«Con una notizia del genere, così bella e soprattutto inaspettata, sarà davvero un buon Natale». Giovanni Impastato non ce la fa a trattenere l’entusiasmo. E non ha tutti i torti, a giudicare dalla comunicazione ufficiale arrivata nei giorni scorsi dalla Regione. Che invita i famigliari di Peppino Impastato e i volontari di Casa Memoria a presentarsi venerdì 13 dicembre all’Ars per firmare ufficialmente il protocollo d’intesa tra Regione e Città metropolitana, sulla scia dell’accordo firmato a settembre per recuperare il casolare dove il militante fu ucciso la notte del 9 maggio ’78. «Sicuramente è un fatto importante, ma soprattutto fa piacere perché è stato tutto molto tempestivo, non abbiamo dovuto aspettare mesi interi – osserva Giovanni -. Questo, credo, sia già un segnale forte di voler risolvere finalmente il problema». Compiendo il passo decisivo, quello dell’esproprio.
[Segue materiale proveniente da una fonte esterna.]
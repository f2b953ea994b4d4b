//! Lanyard host agent runtime.
//!
//! Owns the long-lived [`Session`], attaches to the relay under the `host`
//! role, and drives the sans-IO [`HostMachine`] over the socket: inbound
//! frames become machine calls, machine actions become socket writes, and
//! decrypted `RPC` payloads go to the embedding application's
//! [`ToolExecutor`].
//!
//! ## Architecture
//!
//! ```text
//! lanyard-host
//!   ├─ HostRuntime     (reconnect loop, action execution)
//!   ├─ HostHandle      (push_event from application tasks)
//!   └─ ToolExecutor    (application collaborator, async-trait)
//! ```
//!
//! The relay learns nothing beyond the session id in the query string.
//! Everything the machine seals leaves this process as ciphertext; the
//! share URL fragment carrying the key goes to the operator out of band.

#![forbid(unsafe_code)]
#![deny(missing_docs)]

mod error;
mod executor;

use std::time::Duration;

use futures_util::{SinkExt, StreamExt};
use lanyard_core::{
    Backoff, Environment, HostAction, HostConfig, HostMachine, Session, ShareUrl, SystemEnv,
};
use lanyard_proto::{PeerStatus, RelayControl};
use serde_json::value::RawValue;
use tokio::{
    net::TcpStream,
    sync::{mpsc, oneshot},
};
use tokio_tungstenite::{
    MaybeTlsStream, WebSocketStream, connect_async,
    tungstenite::protocol::{CloseFrame, Message, frame::coding::CloseCode as WsCloseCode},
};

pub use error::HostRuntimeError;
pub use executor::ToolExecutor;

type Socket = WebSocketStream<MaybeTlsStream<TcpStream>>;

/// Commands queued by [`HostHandle`] callers between inbound frames.
const COMMAND_QUEUE_DEPTH: usize = 16;

/// Host runtime configuration.
#[derive(Debug, Clone)]
pub struct HostRuntimeConfig {
    /// WebSocket URL of the relay, without query parameters.
    pub relay_url: String,
    /// Protocol knobs for the connection machine.
    pub machine: HostConfig,
    /// First reconnect delay; doubles each failed attempt.
    pub backoff_initial: Duration,
    /// Reconnect delay ceiling.
    pub backoff_cap: Duration,
}

impl Default for HostRuntimeConfig {
    fn default() -> Self {
        Self {
            relay_url: "ws://127.0.0.1:8080".to_string(),
            machine: HostConfig::default(),
            backoff_initial: Duration::from_secs(5),
            backoff_cap: Duration::from_secs(60),
        }
    }
}

enum HostCommand {
    PushEvent {
        payload: Box<RawValue>,
        reply: oneshot::Sender<Result<(), HostRuntimeError>>,
    },
}

/// Cloneable handle into a running [`HostRuntime`].
#[derive(Clone)]
pub struct HostHandle {
    commands: mpsc::Sender<HostCommand>,
}

impl HostHandle {
    /// Seals `payload` as an `EVENT` for the attached client.
    ///
    /// # Errors
    ///
    /// [`HostRuntimeError::NotReady`] when no paired, ready client is
    /// attached; [`HostRuntimeError::Stopped`] when the runtime is gone or
    /// the connection dropped mid-push.
    pub async fn push_event(&self, payload: Box<RawValue>) -> Result<(), HostRuntimeError> {
        let (reply, answer) = oneshot::channel();
        self.commands
            .send(HostCommand::PushEvent { payload, reply })
            .await
            .map_err(|_| HostRuntimeError::Stopped)?;
        answer.await.map_err(|_| HostRuntimeError::Stopped)?
    }
}

/// Host agent runtime.
///
/// Generates its [`Session`] at construction; the session, and with it the
/// pairing state, lives exactly as long as this value. [`HostRuntime::run`]
/// reconnects forever with exponential backoff and drives a fresh
/// [`HostMachine`] (fresh epoch) per physical connection.
pub struct HostRuntime<X: ToolExecutor> {
    env: SystemEnv,
    session: Session,
    config: HostRuntimeConfig,
    executor: X,
    commands: mpsc::Receiver<HostCommand>,
    handle: mpsc::Sender<HostCommand>,
}

impl<X: ToolExecutor> HostRuntime<X> {
    /// Creates a runtime around a freshly generated session.
    pub fn new(config: HostRuntimeConfig, executor: X) -> Self {
        let env = SystemEnv::new();
        let session = Session::generate(&env);
        let (handle, commands) = mpsc::channel(COMMAND_QUEUE_DEPTH);
        Self { env, session, config, executor, commands, handle }
    }

    /// The session this host serves. Carries the pairing code the operator
    /// must be shown.
    pub fn session(&self) -> &Session {
        &self.session
    }

    /// Share URL fragment handed to the operator out of band.
    pub fn share_url(&self) -> String {
        ShareUrl::format(&self.session, &self.config.relay_url)
    }

    /// Handle for pushing events from other tasks.
    pub fn handle(&self) -> HostHandle {
        HostHandle { commands: self.handle.clone() }
    }

    /// Runs the reconnect loop. Does not return during normal operation;
    /// connection failures of every kind are logged and retried.
    pub async fn run(mut self) -> Result<(), HostRuntimeError> {
        let mut backoff = Backoff::new(self.config.backoff_initial, self.config.backoff_cap);
        let url = attach_url(&self.config.relay_url, self.session.id());

        loop {
            match connect_async(&url).await {
                Ok((socket, _response)) => {
                    backoff.reset();
                    tracing::info!(session = %self.session.id(), "attached to relay");
                    match self.drive(socket).await {
                        Ok(()) => tracing::info!("relay connection closed"),
                        Err(err) => tracing::warn!(error = %err, "relay connection failed"),
                    }
                },
                Err(err) => {
                    tracing::warn!(error = %err, "relay connect failed");
                },
            }

            let delay = backoff.next_delay();
            tracing::debug!(?delay, "reconnecting after delay");
            self.env.sleep(delay).await;
        }
    }

    /// Serves one physical connection until it ends.
    async fn drive(&mut self, mut socket: Socket) -> Result<(), HostRuntimeError> {
        let mut machine = HostMachine::new(&self.env, &self.session, self.config.machine);

        loop {
            tokio::select! {
                command = self.commands.recv() => {
                    if let Some(command) = command {
                        self.on_command(&mut machine, &mut socket, command).await?;
                    }
                }
                message = socket.next() => match message {
                    Some(Ok(Message::Binary(frame))) => {
                        if !self.on_frame(&mut machine, &mut socket, &frame).await? {
                            return Ok(());
                        }
                    },
                    Some(Ok(Message::Text(text))) => self.on_control(&mut machine, &text),
                    Some(Ok(Message::Close(frame))) => {
                        let code = frame.as_ref().map(|f| u16::from(f.code));
                        tracing::info!(?code, "relay closed the connection");
                        return Ok(());
                    },
                    // Transport keepalive; tungstenite answers pings itself.
                    Some(Ok(_)) => {},
                    Some(Err(err)) => return Err(err.into()),
                    None => {
                        tracing::debug!("relay socket ended");
                        return Ok(());
                    },
                },
            }
        }
    }

    /// Feeds one inbound frame through the machine and executes the
    /// resulting actions. Returns `false` once an action closed the socket.
    async fn on_frame(
        &mut self,
        machine: &mut HostMachine,
        socket: &mut Socket,
        frame: &[u8],
    ) -> Result<bool, HostRuntimeError> {
        match machine.on_frame(&self.env, &mut self.session, frame) {
            Ok(actions) => self.apply_actions(machine, socket, actions).await,
            Err(err) if err.is_fatal() => Err(err.into()),
            Err(err) => {
                tracing::warn!(session = %self.session.id(), error = %err, "frame dropped");
                Ok(true)
            },
        }
    }

    async fn apply_actions(
        &mut self,
        machine: &mut HostMachine,
        socket: &mut Socket,
        actions: Vec<HostAction>,
    ) -> Result<bool, HostRuntimeError> {
        for action in actions {
            match action {
                HostAction::Send(frame) => {
                    socket.send(Message::Binary(frame)).await?;
                },

                HostAction::Close { code } => {
                    let frame = CloseFrame {
                        code: WsCloseCode::from(code.as_u16()),
                        reason: code.reason().into(),
                    };
                    if let Err(err) = socket.close(Some(frame)).await {
                        tracing::debug!(error = %err, "close failed");
                    }
                    return Ok(false);
                },

                HostAction::Execute { payload } => {
                    let mut results = self.executor.execute(payload).await;
                    // Only the final incremental result travels back.
                    if let Some(result) = results.pop() {
                        let frame = machine.seal_rpc_result(&self.env, &self.session, result)?;
                        socket.send(Message::Binary(frame)).await?;
                    } else {
                        tracing::debug!("executor returned no result");
                    }
                },

                HostAction::Paired => {
                    tracing::info!(session = %self.session.id(), "client paired");
                },

                HostAction::CloseRequested => {
                    // The client is leaving this connection, not the
                    // session. Rotate the epoch and await the next HELLO.
                    tracing::info!("client requested close");
                    machine.reset(&self.env);
                },
            }
        }
        Ok(true)
    }

    async fn on_command(
        &mut self,
        machine: &mut HostMachine,
        socket: &mut Socket,
        command: HostCommand,
    ) -> Result<(), HostRuntimeError> {
        match command {
            HostCommand::PushEvent { payload, reply } => {
                match machine.seal_event(&self.env, &self.session, payload) {
                    Ok(frame) => {
                        socket.send(Message::Binary(frame)).await?;
                        let _ = reply.send(Ok(()));
                    },
                    Err(err) => {
                        let _ = reply.send(Err(HostRuntimeError::NotReady));
                        if err.is_fatal() {
                            return Err(err.into());
                        }
                    },
                }
            },
        }
        Ok(())
    }

    /// Reacts to a plaintext relay control frame.
    fn on_control(&self, machine: &mut HostMachine, text: &str) {
        match RelayControl::parse(text) {
            Some(RelayControl::RelayStatus { status: PeerStatus::ClientConnected }) => {
                // A reconnecting client sends HELLO at seq 1; only a fresh
                // channel admits that.
                tracing::info!("client attached, rotating epoch");
                machine.reset(&self.env);
            },
            Some(RelayControl::RelayStatus { status: PeerStatus::ClientDisconnected }) => {
                tracing::info!("client detached");
            },
            Some(RelayControl::RelayStatus { status }) => {
                tracing::debug!(?status, "ignoring relay status");
            },
            None => tracing::debug!("unrecognized relay text frame"),
        }
    }
}

/// Builds the attach URL from a relay URL that may or may not carry a path.
fn attach_url(relay_url: &str, session_id: impl std::fmt::Display) -> String {
    let base = relay_url.trim_end_matches('/');
    format!("{base}/?role=host&session={session_id}")
}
Soluzione alla quale, in questi anni, il proprietario Giuseppe Venuti si è sempre opposto. Chiedendo, di contro, ai passati governi regionali che hanno tentato di trovare un compromesso sostenibile, cifre esorbitanti per convincersi a cedere quella proprietà, dichiarata bene di interesse culturale.
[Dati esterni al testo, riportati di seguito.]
//! Production [`Environment`] implementation using system time and OS RNG.

use std::time::{Duration, SystemTime, UNIX_EPOCH};

use crate::env::Environment;

/// Production environment backed by the operating system.
///
/// - `std::time::Instant::now()` for monotonic time
/// - `SystemTime` for envelope timestamps
/// - `tokio::time::sleep()` for async sleeping
/// - `getrandom` for cryptographic randomness
///
/// # Security
///
/// `random_bytes` feeds session keys, nonces, connection epochs, and pairing
/// codes, so it must be OS-level cryptographic randomness. `getrandom`
/// provides exactly that on every supported platform.
#[derive(Clone, Default)]
pub struct SystemEnv;

impl SystemEnv {
    /// Create a new system environment.
    #[must_use]
    pub fn new() -> Self {
        Self
    }
}

impl Environment for SystemEnv {
    fn now(&self) -> std::time::Instant {
        std::time::Instant::now()
    }

    fn unix_millis(&self) -> u64 {
        // A clock before the epoch stamps 0; nothing downstream trusts `ts`.
        SystemTime::now()
            .duration_since(UNIX_EPOCH)
            .map_or(0, |elapsed| u64::try_from(elapsed.as_millis()).unwrap_or(u64::MAX))
    }

    fn sleep(&self, duration: Duration) -> impl std::future::Future<Output = ()> + Send {
        tokio::time::sleep(duration)
    }

    fn random_bytes(&self, buffer: &mut [u8]) {
        getrandom::fill(buffer).unwrap_or_else(|e| {
            // NOTE: This should never fail on supported platforms. Zero-fill
            // keeps us panic-free; the sealed frames it would produce fail
            // authentication instead of leaking anything.
            tracing::error!("getrandom failed: {}", e);
            buffer.fill(0);
        });
    }
}

#[cfg(test)]
mod tests {
    use super::*;

    #[test]
    fn system_env_time_advances() {
        let env = SystemEnv::new();

        let t1 = env.now();
        std::thread::sleep(Duration::from_millis(10));
        let t2 = env.now();

        assert!(t2 > t1, "Time should advance");
    }

    #[test]
    fn system_env_wall_clock_is_plausible() {
        let env = SystemEnv::new();

        // 2020-01-01 in epoch millis; any sane test machine is past this.
        assert!(env.unix_millis() > 1_577_836_800_000);
    }

    #[test]
    fn system_env_random_bytes_are_random() {
        let env = SystemEnv::new();

        let mut bytes1 = [0u8; 32];
        let mut bytes2 = [0u8; 32];

        env.random_bytes(&mut bytes1);
        env.random_bytes(&mut bytes2);

        assert_ne!(bytes1, bytes2, "Random bytes should differ");
    }

    #[test]
    fn system_env_random_bytes_fills_buffer() {
        let env = SystemEnv::new();

        let mut bytes = [0u8; 64];
        env.random_bytes(&mut bytes);

        let non_zero_count = bytes.iter().filter(|&&b| b != 0).count();
        assert!(non_zero_count > 32, "Most bytes should be non-zero");
    }

    #[tokio::test]
    async fn system_env_sleep_works() {
        let env = SystemEnv::new();

        let start = env.now();
        env.sleep(Duration::from_millis(50)).await;
        let elapsed = env.now() - start;

        assert!(elapsed >= Duration::from_millis(50), "Sleep should wait at least 50ms");
    }
}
Invece, l’accordo alla fine è arrivato. Ma anche questo è stato, in un certo senso, un risultato tribolato. Perché inizialmente, quasi in contemporanea, c’è stato da un lato il finanziamento di 106mila euro deciso dalla giunta regionale, che comporterà l’esproprio del casolare, dall’altro quello di 490mila di risorse europee sul quale si fonda il progetto del Comune di Cinisi insieme alla Città metropolitana, accorpati in seguito. Scongiurando, così, che i finanziamenti andassero persi. «Non credo che il proprietario possa opporsi – torna a dire Giovanni -. Subito dopo l’esproprio e l’incontro di venerdì inizieremo subito a lavorare. Organizzeremo immediatamente degli incontri per capire un po’ quello che dobbiamo realizzare, speriamo di potercela fare entro il 9 maggio. Non ci speravamo, visto tutti gli anni fatti passare per districare la vicenda, sono stati davvero veloci». Magari qualcuno, dopo 42 anni, s’è finalmente passato la mano sulla coscienza. Significa che potrebbero esserci dei margini per celebrare un 9 maggio finalmente diverso, per la prima volta da quando Peppino è stato ucciso.
«In questo modo potremo già fare il punto, discutere dei progetti in ballo e iniziare anche a utilizzare i finanziamenti concessi, sono tanti soldi e di sicuro si devono spendere. Dobbiamo stabilire come farlo. Comunque è davvero un buon Natale, quello di quest’anno, con una notizia del genere – ribadisce Giovanni -. Al netto di tutte le notizie che arrivano anche a livello nazionale, che non sono esattamente rassicuranti, il clima è quello che è, non solo a Palermo ma anche fuori dalla Sicilia si rincorrono le notizie di altri atti vandalici ricollegabili sempre alla figura di Peppino, sono state distrutte molte lapidi commemorative, hanno anche bruciato immagini e monumenti, un clima favorito da tutto quello che è successo», osserva con un filo di preoccupazione. Mentre procedono le indagini per l’incendio appiccato un mese fa all’interno della sua pizzeria, ritenuto di origine dolosa dagli inquirenti, che stanno al momento investigando. «Purtroppo non ci sono ancora grandi aggiornamenti. Le indagini sono in corso e non ho saputo più niente. Speravamo di poter aprire entro le feste, ma se ne parlerà invece l’anno prossimo – spiega Giovanni -. Più in là, se continueremo a non avere informazioni, potremo fare un esposto per chiedere un’accelerazione. Intanto, però, ci godiamo la bella notizia del casolare».